If the high I/O throughput issue is caused by read operations on data pages, we recommend that you upgrade the memory specifications of your RDS instance. We recommend that you do not upgrade the performance level (PL) of the disk.
In addition, you can reduce the total number of data pages to mitigate the read load on the RDS instance. For example, you can archive or delete historical data files, enable the data compression feature on tables, delete low-value indexes, and defragment indexes.
Troubleshoot high I/O throughput caused by write operations on data pages and transaction log files
You can use CloudDBA to check whether data manipulation language (DML) or data definition language (DDL) operations are frequently performed during the period of time that shows high I/O throughput. The supported DML operations include INSERT, DELETE, UPDATE, and MERGE. The supported DDL operations include CREATE INDEX and ALTER INDEX.
- High I/O throughput caused by DML operations
Check whether these DML operations are routine workloads. If these DML operations are not routine workloads, we recommend that you perform these DML operations during off-peak hours. For example, temporary data processing and archiving operations are not routine workloads. If these DDL operations are routine workloads, we recommend that you upgrade the PL of the disk. For example, you can upgrade the PL of an ESSD from PL1 to PL2.
We also recommend that you optimize the index structure and delete the nonclustered indexes that are no longer required.
- High I/O throughput caused by DDL operations
In most cases, DDL operations are maintenance or temporary workloads. We recommend that you perform DDL operations during off-peak hours.
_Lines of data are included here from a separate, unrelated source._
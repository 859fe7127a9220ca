use crate::acronyms::AcronymSet;
use crate::orthography::{Orthography, StyleError};
use crate::presets::Preset;
use anyhow::{Context, Result};
use directories::ProjectDirs;
use serde::{Deserialize, Serialize};
use std::collections::BTreeMap;
use std::fs;
use std::path::{Path, PathBuf};

pub const LOCAL_CONFIG_FILE: &str = ".identcase.toml";

#[derive(Debug, Clone, PartialEq, Serialize, Deserialize)]
pub struct Config {
    /// Extra acronyms on top of the built-in list
    #[serde(default)]
    pub acronyms: Vec<String>,

    /// Newline-separated acronym list
    #[serde(default)]
    pub acronyms_file: Option<PathBuf>,

    #[serde(default = "default_common_acronyms")]
    pub common_acronyms: bool,

    #[serde(default)]
    pub id_is_acronym: bool,

    /// Style used by `convert` when `--to` is not given
    #[serde(default)]
    pub default_target: Option<String>,

    /// Custom named orthographies
    #[serde(default)]
    pub styles: BTreeMap<String, Orthography>,
}

fn default_common_acronyms() -> bool {
    true
}

impl Default for Config {
    fn default() -> Self {
        Self {
            acronyms: Vec::new(),
            acronyms_file: None,
            common_acronyms: default_common_acronyms(),
            id_is_acronym: false,
            default_target: None,
            styles: BTreeMap::new(),
        }
    }
}

/// Settings given on the command line; they win over every file.
#[derive(Debug, Clone, Default)]
pub struct Overrides {
    pub acronyms: Vec<String>,
    pub id_is_acronym: bool,
    pub no_common_acronyms: bool,
}

impl Config {
    /// Load configuration with priority: CLI args > local config > global config > defaults
    pub fn load(overrides: Overrides) -> Result<Self> {
        Self::load_from(
            Self::global_config_path().as_deref(),
            Path::new(LOCAL_CONFIG_FILE),
            overrides,
        )
    }

    pub fn load_from(global: Option<&Path>, local: &Path, overrides: Overrides) -> Result<Self> {
        let mut config = Self::default();

        // Load global config
        if let Some(global_path) = global {
            if global_path.exists() {
                tracing::debug!(path = %global_path.display(), "Loading global config");
                let global_config = Self::from_file(global_path)?;
                config = config.merge(global_config);
            }
        }

        // Load local config (overrides global)
        if local.exists() {
            tracing::debug!(path = %local.display(), "Loading local config");
            let local_config = Self::from_file(local)?;
            config = config.merge(local_config);
        }

        // Apply CLI overrides
        config.acronyms.extend(overrides.acronyms);
        if overrides.id_is_acronym {
            config.id_is_acronym = true;
        }
        if overrides.no_common_acronyms {
            config.common_acronyms = false;
        }

        Ok(config)
    }

    fn from_file(path: &Path) -> Result<Self> {
        let contents = fs::read_to_string(path)
            .with_context(|| format!("Failed to read config file: {}", path.display()))?;
        toml::from_str(&contents)
            .with_context(|| format!("Failed to parse config file: {}", path.display()))
    }

    fn merge(mut self, other: Self) -> Self {
        // Merge logic: other's values override self's if they differ from defaults
        self.acronyms.extend(other.acronyms);
        if other.acronyms_file.is_some() {
            self.acronyms_file = other.acronyms_file;
        }
        if other.common_acronyms != default_common_acronyms() {
            self.common_acronyms = other.common_acronyms;
        }
        if other.id_is_acronym {
            self.id_is_acronym = true;
        }
        if other.default_target.is_some() {
            self.default_target = other.default_target;
        }
        self.styles.extend(other.styles);
        self
    }

    /// The acronym list every parse in this run should use.
    pub fn acronym_list(&self) -> Result<AcronymSet> {
        let mut set = if self.common_acronyms {
            AcronymSet::with_common()
        } else {
            AcronymSet::new()
        };
        set.extend(&self.acronyms);
        if self.id_is_acronym {
            set.insert("id");
        }
        if let Some(path) = &self.acronyms_file {
            set.extend_from_path(path)?;
        }
        Ok(set)
    }

    /// Resolve a style name: custom styles first, then built-in presets.
    pub fn resolve_style(&self, name: &str) -> Result<Orthography, StyleError> {
        if let Some(orthography) = self.styles.get(name) {
            return Ok(orthography.clone());
        }
        name.parse::<Preset>().map(Preset::orthography)
    }

    pub fn global_config_path() -> Option<PathBuf> {
        ProjectDirs::from("", "", "identcase").map(|dirs| dirs.config_dir().join("config.toml"))
    }
}

#[cfg(test)]
mod tests {
    use super::*;
    use crate::acronyms::AcronymList;
    use crate::orthography::{AcronymHandling, Casing};
    use tempfile::tempdir;

    #[test]
    fn test_default_config() {
        let config = Config::default();
        assert!(config.common_acronyms);
        assert!(!config.id_is_acronym);
        assert!(config.styles.is_empty());
    }

    #[test]
    fn test_merge_configs() {
        let base = Config {
            acronyms: vec!["gpu".to_string()],
            default_target: Some("snake_case".to_string()),
            ..Default::default()
        };
        let override_config = Config {
            acronyms: vec!["tpu".to_string()],
            common_acronyms: false,
            ..Default::default()
        };

        let merged = base.merge(override_config);
        assert_eq!(merged.acronyms, vec!["gpu", "tpu"]);
        assert!(!merged.common_acronyms);
        assert_eq!(merged.default_target.as_deref(), Some("snake_case"));
    }

    #[test]
    fn test_load_layers() {
        let dir = tempdir().unwrap();
        let global = dir.path().join("global.toml");
        let local = dir.path().join("local.toml");
        fs::write(
            &global,
            r#"
            acronyms = ["gpu"]
            default_target = "camelCase"

            [styles.dotted]
            separator = "."
            casing = "lower"
            "#,
        )
        .unwrap();
        fs::write(
            &local,
            r#"
            default_target = "dotted"

            [styles.python-const]
            separator = "_"
            casing = "screaming"
            acronyms = "upper"
            "#,
        )
        .unwrap();

        let config = Config::load_from(
            Some(&global),
            &local,
            Overrides {
                acronyms: vec!["npu".to_string()],
                id_is_acronym: true,
                no_common_acronyms: false,
            },
        )
        .unwrap();

        assert_eq!(config.default_target.as_deref(), Some("dotted"));
        assert_eq!(config.styles.len(), 2);
        assert_eq!(config.acronyms, vec!["gpu", "npu"]);
        assert!(config.id_is_acronym);
        assert_eq!(
            config.resolve_style("python-const").unwrap(),
            Orthography::new(Casing::Screaming)
                .with_separator('_')
                .with_acronyms(AcronymHandling::Upper)
        );
    }

    #[test]
    fn test_missing_files_are_skipped() {
        let dir = tempdir().unwrap();
        let config = Config::load_from(
            Some(&dir.path().join("nope.toml")),
            &dir.path().join("nope-either.toml"),
            Overrides::default(),
        )
        .unwrap();
        assert_eq!(config, Config::default());
    }

    #[test]
    fn test_invalid_file_is_an_error() {
        let dir = tempdir().unwrap();
        let local = dir.path().join("local.toml");
        fs::write(&local, "[styles.broken]\ncasing = \"wobbly\"\n").unwrap();
        let err = Config::load_from(None, &local, Overrides::default()).unwrap_err();
        assert!(err.to_string().contains("Failed to parse config file"));
    }

    #[test]
    fn test_letter_separator_fails_to_load() {
        let dir = tempdir().unwrap();
        let local = dir.path().join("local.toml");
        fs::write(&local, "[styles.broken]\nseparator = \"a\"\ncasing = \"lower\"\n").unwrap();

        let err = Config::load_from(None, &local, Overrides::default()).unwrap_err();
        assert!(err.to_string().contains("Failed to parse config file"));
        assert!(format!("{:#}", err).contains("Invalid separator: 'a'"), "{err:#}");
    }

    #[test]
    fn test_acronym_list() {
        let dir = tempdir().unwrap();
        let file = dir.path().join("acronyms.txt");
        fs::write(&file, "sql\n").unwrap();

        let config = Config {
            acronyms: vec!["gpu".to_string()],
            acronyms_file: Some(file),
            id_is_acronym: true,
            ..Default::default()
        };
        let list = config.acronym_list().unwrap();
        assert!(list.is_acronym("GPU"));
        assert!(list.is_acronym("Sql"));
        assert!(list.is_acronym("id"));
        assert!(list.is_acronym("json"));

        let bare = Config {
            common_acronyms: false,
            ..Default::default()
        };
        assert!(!bare.acronym_list().unwrap().is_acronym("json"));
    }

    #[test]
    fn test_resolve_style() {
        let mut config = Config::default();
        assert_eq!(
            config.resolve_style("swift.var").unwrap(),
            Preset::SwiftVar.orthography()
        );
        assert!(config.resolve_style("unknown").is_err());

        // custom styles shadow presets
        config
            .styles
            .insert("snake_case".to_string(), Orthography::new(Casing::Title));
        assert_eq!(
            config.resolve_style("snake_case").unwrap(),
            Orthography::new(Casing::Title)
        );
    }
}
In addition, when you perform operations, such as creating and rebuilding indexes, we recommend that you specify the maximum degree of parallelism (MAXDOP) in the SQL statements that are used. This reduces the peak I/O throughput during the running time of the SQL statements. However, this increases the time that is required for DDL operations.
Troubleshoot high I/O throughput caused by backups
ApsaraDB RDS for SQL Server supports backups only on primary RDS instances. This increases the I/O throughput of primary RDS instances. Among all types of backups, full backups have the largest impact on I/O throughput, and log backups have the smallest impact on I/O throughput.
Backups are important to ensure the security and reliability of your data. We recommend that you specify suitable backup settings to reduce the impact of backups on your workloads. For more information, see Back up an ApsaraDB RDS for SQL Server instance.
You can log on to the ApsaraDB RDS console and go to the Backup and Restoration page. On this page, you can view the time that is required for each data backup. Then, you can set the backup time to an off-peak hour and specify a proper backup cycle.
- In this example, a full backup requires approximately 6 hours, and your business peak hours start from 09:00 to 21:00 every day. In addition, the background system runs data processing tasks from 22:00 on the current day to 01:00 on the next day. In this case, you can set the backup time to 01:00 to 02:00. This way, each full backup can be finished before 08:00. You can also set the backup cycle to every day of the week. This expedites the restoration process.
- In this example, a full backup requires approximately 15 hours, and your workloads are interrupted by every backup on weekdays. We recommend that you set the backup cycle to Saturday and Sunday. However, if you want to restore data to a specific point in time, the restoration process may be time-consuming.
If you cannot prevent the conflicts between your workloads and full backups by adjusting the backup settings, we recommend that you upgrade the PL of the disk or split your data. Data splitting reduces the amount of data on individual RDS instances. Data splitting also reduces the time that is required for each full backup.